November 23rd, 2024

Parole officer testifies at Pritchard hearing


By Shurtz, Delon on February 5, 2020.

Delon Shurtz

Lethbridge Herald

dshurtz@lethbridgeherald.com

It didn’t take Matt Kennedy long to determine convicted sex offender Trevor Philip Pritchard had no motivation to change and would be a high risk to re-offend once he was released from prison.

The former parole officer at Bowden Institution testified Tuesday in Pritchard’s dangerous offender hearing, and said Pritchard was more motivated to play video games than to participate in programs aimed at helping sex offenders. After working with Pritchard for six weeks between December 2010 and January 2011, Kennedy recommended Pritchard be removed from a high-intensity sex offender program at Bowden Institution and be transferred to a prison in Saskatchewan.

He also recommended Pritchard be accepted into another program that addressed offenders’ mental-health issues, but authorities rejected the application based on his poor attitude.

Pritchard, who has convictions for sexually assaulting underage girls in 2004, 2009 and 2010, pleaded guilty in 2018 to sexual assault and child luring in relation to one girl. He was sentenced last February to six and a half years in a federal penitentiary.

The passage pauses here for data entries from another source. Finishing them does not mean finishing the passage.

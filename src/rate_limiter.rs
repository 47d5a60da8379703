/// 全局接入速率限制器
///
/// 使用 token bucket 算法限制所有地址合计的新流接入速率，
/// 在 NetScan 检查之前执行，被拒绝的请求按扫描类错误聚合上报
use crate::config::RateLimitConfig;
use crate::error::SessionError;
use governor::{
    clock::{Clock, DefaultClock},
    state::{InMemoryState, NotKeyed},
    Quota, RateLimiter as GovernorLimiter,
};
use std::net::SocketAddr;
use std::num::NonZeroU32;
use std::sync::Arc;
use std::time::Duration;

/// 速率限制器包装器
#[derive(Clone)]
pub struct RateLimiter {
    inner: Arc<GovernorLimiter<NotKeyed, InMemoryState, DefaultClock>>,
    config: RateLimitConfig,
}

impl RateLimiter {
    /// 创建新的速率限制器（0 值按 1 处理，配置校验会提前拒绝 0）
    pub fn new(config: RateLimitConfig) -> Self {
        let quota = Quota::per_second(
            NonZeroU32::new(config.requests_per_second).unwrap_or(NonZeroU32::MIN),
        )
        .allow_burst(NonZeroU32::new(config.burst_size).unwrap_or(NonZeroU32::MIN));

        Self {
            inner: Arc::new(GovernorLimiter::direct(quota)),
            config,
        }
    }

    /// 尝试获取一个令牌（非阻塞）
    /// 返回 Ok(()) 如果允许请求，否则返回 Err(Duration) 表示需要等待的时间
    pub fn check(&self) -> Result<(), Duration> {
        match self.inner.check() {
            Ok(_) => Ok(()),
            Err(not_until) => Err(not_until.wait_time_from(DefaultClock::default().now())),
        }
    }

    /// 检查一次接入，超限时返回 `AdmissionThrottled`
    pub fn check_admission(&self, remote: SocketAddr) -> Result<(), SessionError> {
        self.check().map_err(|_| SessionError::throttled(remote))
    }

    /// 获取配置信息
    pub fn config(&self) -> &RateLimitConfig {
        &self.config
    }
}

#[cfg(test)]
mod tests {
    use super::*;
    use crate::error::SessionErrorCode;

    #[test]
    fn test_rate_limiter_creation() {
        let limiter = RateLimiter::new(RateLimitConfig {
            requests_per_second: 10,
            burst_size: 20,
        });
        assert_eq!(limiter.config().requests_per_second, 10);
        assert_eq!(limiter.config().burst_size, 20);
    }

    #[test]
    fn test_burst_then_throttled() {
        let limiter = RateLimiter::new(RateLimitConfig {
            requests_per_second: 1,
            burst_size: 10,
        });
        let remote: SocketAddr = "192.0.2.10:9000".parse().unwrap();

        // 前 10 个请求应该立即通过（burst_size）
        for _ in 0..10 {
            assert!(limiter.check_admission(remote).is_ok());
        }

        // 第 11 个请求应该被限流
        let err = limiter.check_admission(remote).unwrap_err();
        assert_eq!(err.code, SessionErrorCode::AdmissionThrottled);
    }

    #[test]
    fn test_clones_share_state() {
        let limiter1 = RateLimiter::new(RateLimitConfig {
            requests_per_second: 1,
            burst_size: 3,
        });
        let limiter2 = limiter1.clone();

        for _ in 0..3 {
            assert!(limiter1.check().is_ok());
        }

        // limiter2 共享同一个 governor 状态
        assert!(limiter2.check().is_err());
    }
}
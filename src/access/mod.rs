/// 访问管理器接口
///
/// 会话核心只依赖 [`AccessManager`] 这一抽象：授权凭据、上报用量。
/// 具体实现（本地文件存储或远程 HTTP 服务）在启动时选定一次并注入。
pub mod file;
pub mod http;

pub use file::{AccessToken, FileAccessManager};
pub use http::HttpAccessManager;

use crate::config::AccessManagerConfig;
use crate::error::Result;
use crate::usage::Traffic;
use async_trait::async_trait;
use serde::{Deserialize, Serialize};
use std::fmt;
use std::net::SocketAddr;
use std::sync::Arc;
use std::time::Duration;
use tracing::info;

/// 会话 ID（由访问检查分配）
#[derive(Debug, Clone, Copy, PartialEq, Eq, Hash, PartialOrd, Ord, Serialize, Deserialize)]
#[serde(transparent)]
pub struct SessionId(pub u64);

impl fmt::Display for SessionId {
    fn fmt(&self, f: &mut fmt::Formatter<'_>) -> fmt::Result {
        write!(f, "{}", self.0)
    }
}

/// 客户端凭据（握手层已解析）
#[derive(Debug, Clone, Serialize, Deserialize)]
pub struct Credentials {
    pub token_id: String,
    pub secret: String,
    /// 客户端实例标识
    pub client_id: String,
    pub protocol_version: u32,
    #[serde(default)]
    pub client_version: Option<String>,
}

/// 授权记录，核心只负责携带
#[derive(Debug, Clone, PartialEq, Eq, Serialize, Deserialize)]
pub struct AccessItem {
    pub token_id: String,
    #[serde(default)]
    pub name: Option<String>,
    /// 流量上限（字节，发送+接收）
    #[serde(default)]
    pub max_traffic: Option<u64>,
    /// 过期时间（Unix 时间戳，秒）
    #[serde(default)]
    pub expires_at: Option<u64>,
    /// 同一令牌允许的最大客户端数
    #[serde(default)]
    pub max_clients: Option<u32>,
}

/// 授权成功的结果
#[derive(Debug, Clone, PartialEq, Eq, Serialize, Deserialize)]
pub struct AccessGrant {
    pub session_id: SessionId,
    pub access_item: AccessItem,
}

/// 拒绝或吊销原因
#[derive(Debug, Clone, PartialEq, Eq, Serialize, Deserialize)]
#[serde(rename_all = "snake_case")]
pub enum AccessRefusal {
    InvalidToken,
    Expired,
    TrafficOverflow,
    Locked,
    /// 后端不认识该会话
    SessionUnknown,
    Other(String),
}

impl fmt::Display for AccessRefusal {
    fn fmt(&self, f: &mut fmt::Formatter<'_>) -> fmt::Result {
        match self {
            Self::InvalidToken => write!(f, "invalid token"),
            Self::Expired => write!(f, "access expired"),
            Self::TrafficOverflow => write!(f, "traffic quota exceeded"),
            Self::Locked => write!(f, "access locked"),
            Self::SessionUnknown => write!(f, "session unknown to access manager"),
            Self::Other(reason) => write!(f, "{}", reason),
        }
    }
}

/// 授权结果
#[derive(Debug, Clone, PartialEq, Eq)]
pub enum AuthorizeResult {
    Granted(AccessGrant),
    Refused(AccessRefusal),
}

/// 用量上报的回应
#[derive(Debug, Clone, PartialEq, Eq)]
pub enum UsageResponse {
    Ack,
    /// 会话必须终止
    Revoke(AccessRefusal),
}

/// 访问管理器
///
/// 实现可能是本地存储也可能是远程服务，调用方不能假设低延迟或必然成功；
/// 返回 `Err` 表示本次调用失败（I/O、超时等），不代表拒绝。
#[async_trait]
pub trait AccessManager: Send + Sync {
    /// 授权凭据
    async fn authorize(
        &self,
        credentials: &Credentials,
        remote: SocketAddr,
    ) -> Result<AuthorizeResult>;

    /// 上报会话的用量增量；`closed` 表示这是会话关闭前的最后一次上报
    async fn report_usage(
        &self,
        session_id: SessionId,
        usage: Traffic,
        closed: bool,
    ) -> Result<UsageResponse>;

    /// 实现名称（用于日志）
    fn name(&self) -> &'static str;
}

/// 根据配置创建访问管理器
pub fn create_access_manager(config: &AccessManagerConfig) -> Result<Arc<dyn AccessManager>> {
    match config {
        AccessManagerConfig::File { storage_path } => {
            let path = shellexpand::tilde(storage_path).into_owned();
            info!("Using file access manager. AccessFolder: {}", path);
            Ok(Arc::new(FileAccessManager::new(path)?))
        }
        AccessManagerConfig::Http {
            base_url,
            authorization,
            timeout_secs,
        } => {
            info!("Using HTTP access manager. BaseUrl: {}", base_url);
            Ok(Arc::new(HttpAccessManager::new(
                base_url.clone(),
                authorization.clone(),
                Duration::from_secs(*timeout_secs),
            )?))
        }
    }
}

/// 当前 Unix 时间戳（秒）
pub(crate) fn unix_now() -> u64 {
    std::time::SystemTime::now()
        .duration_since(std::time::UNIX_EPOCH)
        .map(|d| d.as_secs())
        .unwrap_or(0)
}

Court was told Pritchard carefully planned the assault and, using Facebook, carefully groomed the girl to trust him over several months before he finally took her to his house – under the pretense of giving her a job – and forced her into various sex acts. He then drove her home and threatened to kill her if she told anyone.

He was also found guilty in January 2019 following a trial on charges of sexual assault, luring and possession of child pornography in relation to other girls. However, sentencing on those charges has been adjourned until after the dangerous-offender hearing.

The three-week hearing began Monday in Lethbridge Court of Queen’s Bench to determine whether Pritchard should be designated a dangerous offender, which would result an indeterminate term of imprisonment without parole eligibility for seven years.

Crown Prosecutor Sarah Goard-Baker said Monday Pritchard has shown a pattern of repetitive behaviour persistent aggressive behaviour and a failure to control sexual impulses. She said the Crown will prove Pritchard is a “significant future threat.”

During Tuesday’s dangerous-offender hearing, Kennedy said he recommended Pritchard be transferred to another facility after he was accused of breaching the confidentiality of other inmates participating in the sex-offender program, which put the safety of those inmates at risk. One of Pritchard’s former cellmates asked authorities to search Pritchard’s cell after his journal went missing, and although Pritchard denied stealing it, it was found in a drawer in his cell. Pritchard claimed the former cellmate must have forgotten it.

“I believed he was being untruthful and his version of events didn’t seem to make sense,” Kennedy said.

Kennedy testified he recommended Pritchard be transferred because of the breach of confidentiality and because he didn’t show any change since his initial assessments after arriving at Bowden Institute, and he didn’t show any desire to reduce his high risk of re-offending.

The dangerous offender hearing is scheduled to run all this week, and from March 23 to April 3.